None of us expects to be pain-free. We just want our pain reduced enough so we can have some semblance of a “normal life”

Doctors are too quick to reach for the fit note/sick note and would rather people like us give up working altogether. Why? This is something that I don’t know either. I simply don’t have the answer. In the past 10 years, I have been told by several Doctors to give up working altogether.

So what are the alternatives for people like us who are relegated to the scrap heap?

Life house bound, bed bound? In a wheel chair? Not able to do anything for ourselves.

That is the harsh reality that I am heading towards at warp speed. I have been ill-health retired once and it is not something that I ever wish to go through again. It was the most traumatic experience of my life and I have given birth to two children without pain relief.

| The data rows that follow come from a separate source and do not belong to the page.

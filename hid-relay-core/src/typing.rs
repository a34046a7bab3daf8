//! Incremental text typing.

use heapless::Vec;
use hid_relay_proto::{keystroke_for_char, Keystroke, MAX_LINE_LENGTH};

/// Walks a text payload one keystroke at a time.
///
/// The cursor owns a copy of the payload so the line it came from can be
/// released while typing is in progress. Bytes outside the supported
/// character set are skipped and counted.
///
/// # Example
///
/// ```
/// use hid_relay_core::TextCursor;
///
/// let mut cursor = TextCursor::new(b"a~b");
/// assert_eq!(cursor.by_ref().count(), 2);
/// assert_eq!(cursor.skipped(), 1);
/// ```
#[derive(Clone, Debug)]
pub struct TextCursor {
    text: Vec<u8, MAX_LINE_LENGTH>,
    pos: usize,
    skipped: usize,
}

impl TextCursor {
    /// Start typing `payload`. Anything past [`MAX_LINE_LENGTH`] is dropped.
    #[must_use]
    pub fn new(payload: &[u8]) -> Self {
        let len = payload.len().min(MAX_LINE_LENGTH);
        Self {
            text: Vec::from_slice(&payload[..len]).unwrap_or_default(),
            pos: 0,
            skipped: 0,
        }
    }

    /// Bytes skipped so far because they have no keystroke.
    #[inline]
    #[must_use]
    pub fn skipped(&self) -> usize {
        self.skipped
    }

    /// Returns `true` once every byte has been consumed.
    #[inline]
    #[must_use]
    pub fn is_done(&self) -> bool {
        self.pos >= self.text.len()
    }
}

impl Iterator for TextCursor {
    type Item = Keystroke;

    fn next(&mut self) -> Option<Keystroke> {
        while let Some(&byte) = self.text.get(self.pos) {
            self.pos += 1;
            match keystroke_for_char(byte) {
                Some(stroke) => return Some(stroke),
                None => self.skipped += 1,
            }
        }
        None
    }
}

The wounds may have healed but the scars are still there. They will always be there as a painful reminder of that traumatic time. Although, I am stronger now because of it. I still can’t talk about it without tears rolling down my face. Recently I had to talk about it, I was asked about it in an interview, it took me completely off guard and I crumbled. I have never felt so let down by people whom I had worked with for over a decade and trusted. It happened in 2016 and the emotional pain has eased but the hurt and the feeling of being let down by the people I trusted the most will always haunt me. Like a ghost.

It was the way it was handled. None of it face to face. I was due back at work after a period of leave. Whilst away on holiday in a wee cottage outside Elgin I received a phone call from a complete stranger working for Atos (external health care agency) I was told that my manager didn’t want me back and I was to be ill health retired, which was against my wishes.

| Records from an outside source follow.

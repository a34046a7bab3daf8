//! CommandRelay: turns command lines into HID reports.

use embedded_hal_async::delay::DelayNs;
use hid_relay_proto::{parse_command, Command, Grammar, MouseAction, NamedKey, ParseError};

use crate::action::{HidAction, KEYSTROKE_INTERVAL_MS};
use crate::input::{InputError, InputSource, Line};
use crate::output::{OutputError, OutputSink};
use crate::report::{KeyboardReport, MouseReport};
use crate::typing::TextCursor;

/// What a dispatched line did.
#[derive(Debug, Clone, Copy, PartialEq, Eq)]
#[cfg_attr(feature = "defmt", derive(defmt::Format))]
pub enum Outcome {
    /// A mouse move or click was sent.
    Mouse(MouseAction),
    /// A named key chord was sent.
    Key(NamedKey),
    /// A text payload was typed.
    Text { typed: usize, skipped: usize },
    /// The line was not a command; nothing was sent.
    Ignored(ParseError),
}

/// Relays command lines from an input source to a HID output sink.
///
/// One line is dispatched at a time. While a text payload is being typed the
/// relay checks the input between keystrokes:
/// - mouse commands are performed immediately, between two keystrokes;
/// - any other line is held back and dispatched after the current text
///   finishes. Polling stops until then, so later lines stay queued in
///   arrival order and lines that are not commands still surface as
///   [`Outcome::Ignored`].
///
/// # Error Handling
///
/// On input errors the relay sends an all-keys-released keyboard report so
/// no key stays stuck.
pub struct CommandRelay<I, O, D> {
    input: I,
    output: O,
    delay: D,
    grammar: Grammar,
    deferred: Option<Line>,
}

impl<I: InputSource, O: OutputSink, D: DelayNs> CommandRelay<I, O, D> {
    /// Create a new relay speaking `grammar`.
    pub fn new(input: I, output: O, delay: D, grammar: Grammar) -> Self {
        Self {
            input,
            output,
            delay,
            grammar,
            deferred: None,
        }
    }

    /// Run the relay indefinitely, reporting every result to `on_result`.
    pub async fn run<F>(&mut self, mut on_result: F) -> !
    where
        F: FnMut(&Result<Outcome, RelayError>),
    {
        loop {
            let result = self.process_one().await;
            on_result(&result);
        }
    }

    /// Dispatch the next line: a deferred one if present, otherwise the
    /// next line from the input.
    pub async fn process_one(&mut self) -> Result<Outcome, RelayError> {
        let line = match self.deferred.take() {
            Some(line) => line,
            None => match self.input.receive().await {
                Ok(line) => line,
                Err(e) => {
                    // Release everything to prevent stuck keys
                    let _ = self
                        .output
                        .send_keyboard(&KeyboardReport::released())
                        .await;
                    return Err(RelayError::Input(e));
                }
            },
        };
        self.dispatch_line(&line).await
    }

    /// Classify one line and perform its HID effect.
    ///
    /// Lines that are not commands return [`Outcome::Ignored`] and send
    /// nothing.
    pub async fn dispatch_line(&mut self, line: &[u8]) -> Result<Outcome, RelayError> {
        match parse_command(line, self.grammar) {
            Ok(Command::Mouse(action)) => {
                self.perform(action.into()).await?;
                Ok(Outcome::Mouse(action))
            }
            Ok(Command::Key(key)) => {
                self.perform(key.into()).await?;
                Ok(Outcome::Key(key))
            }
            Ok(Command::Text(payload)) => self.type_text(TextCursor::new(payload)).await,
            Err(e) => Ok(Outcome::Ignored(e)),
        }
    }

    async fn type_text(&mut self, mut cursor: TextCursor) -> Result<Outcome, RelayError> {
        let mut typed = 0;
        for stroke in cursor.by_ref() {
            self.perform(HidAction::Keystroke(stroke)).await?;
            typed += 1;
            self.delay.delay_ms(KEYSTROKE_INTERVAL_MS).await;
            self.poll_between_keystrokes().await?;
        }
        Ok(Outcome::Text {
            typed,
            skipped: cursor.skipped(),
        })
    }

    async fn poll_between_keystrokes(&mut self) -> Result<(), RelayError> {
        while self.deferred.is_none() {
            let Some(line) = self.input.try_receive() else {
                break;
            };
            let mouse = match parse_command(&line, self.grammar) {
                Ok(Command::Mouse(action)) => Some(action),
                _ => None,
            };
            match mouse {
                Some(action) => self.perform(action.into()).await?,
                // Everything else, unrecognized lines included, is
                // dispatched in arrival order once typing finishes
                None => self.deferred = Some(line),
            }
        }
        Ok(())
    }

    async fn perform(&mut self, action: HidAction) -> Result<(), RelayError> {
        match action {
            HidAction::Move { dx, dy } => {
                self.output.send_mouse(&MouseReport::movement(dx, dy)).await?;
            }
            HidAction::Click(button) => {
                self.output.send_mouse(&MouseReport::pressed(button)).await?;
                self.output.send_mouse(&MouseReport::idle()).await?;
            }
            HidAction::Keystroke(stroke) => {
                self.output
                    .send_keyboard(&KeyboardReport::from(stroke))
                    .await?;
                self.output
                    .send_keyboard(&KeyboardReport::released())
                    .await?;
            }
        }
        Ok(())
    }

    /// Grammar this relay parses.
    pub fn grammar(&self) -> Grammar {
        self.grammar
    }

    /// Returns `true` if a keyboard command is waiting for typing to finish.
    pub fn has_deferred(&self) -> bool {
        self.deferred.is_some()
    }

    /// Get a reference to the input source.
    pub fn input(&self) -> &I {
        &self.input
    }

    /// Get a mutable reference to the input source.
    pub fn input_mut(&mut self) -> &mut I {
        &mut self.input
    }

    /// Get a reference to the output sink.
    pub fn output(&self) -> &O {
        &self.output
    }

    /// Get a mutable reference to the output sink.
    pub fn output_mut(&mut self) -> &mut O {
        &mut self.output
    }

    /// Decompose the relay into its input, output and delay components.
    ///
    /// A deferred line, if any, is dropped.
    pub fn into_parts(self) -> (I, O, D) {
        (self.input, self.output, self.delay)
    }
}

/// Error type for relay operations.
#[derive(Debug, Clone, Copy, PartialEq, Eq)]
#[cfg_attr(feature = "defmt", derive(defmt::Format))]
pub enum RelayError {
    /// Error from the input source.
    Input(InputError),
    /// Error from the output sink.
    Output(OutputError),
}

impl From<OutputError> for RelayError {
    fn from(e: OutputError) -> Self {
        Self::Output(e)
    }
}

After working for the company for 16 years I expected to be treated better than that. I showed the company and my colleagues every loyalty. It wasn’t returned.

I didn’t receive as much as a text, phone call, email or letter from my manager or the management team, which I was part of and had been for several years.

I am glad to say that I didn’t let the experience change me as a person. It hasn’t affected my ability to trust and form new relationships. It may still sting, it was a bump in the road. A big bump. I have moved on and left it in the past where it belongs. Although it pops up from time to time when asked about my 10 years of living with chronic illness.

So you can understand why I do not want to go through that again. I felt completely useless when I lost my job. I turned to write. I started my blog, Facebook page and social media accounts on Instagram, Twitter and TikTok.

Writing got me through it. Putting my feelings down on paper was a way for me to process everything that I was going through. A cathartic way to express myself and I still write to this day.

What does the future hold for me and people like me?

I don’t know. I have an idea, as time has progressed and my illness has become worse. It’s not what I want. Of course, it isn’t. But what choice do I and so many others have?

Nobody wants this life or asks for it.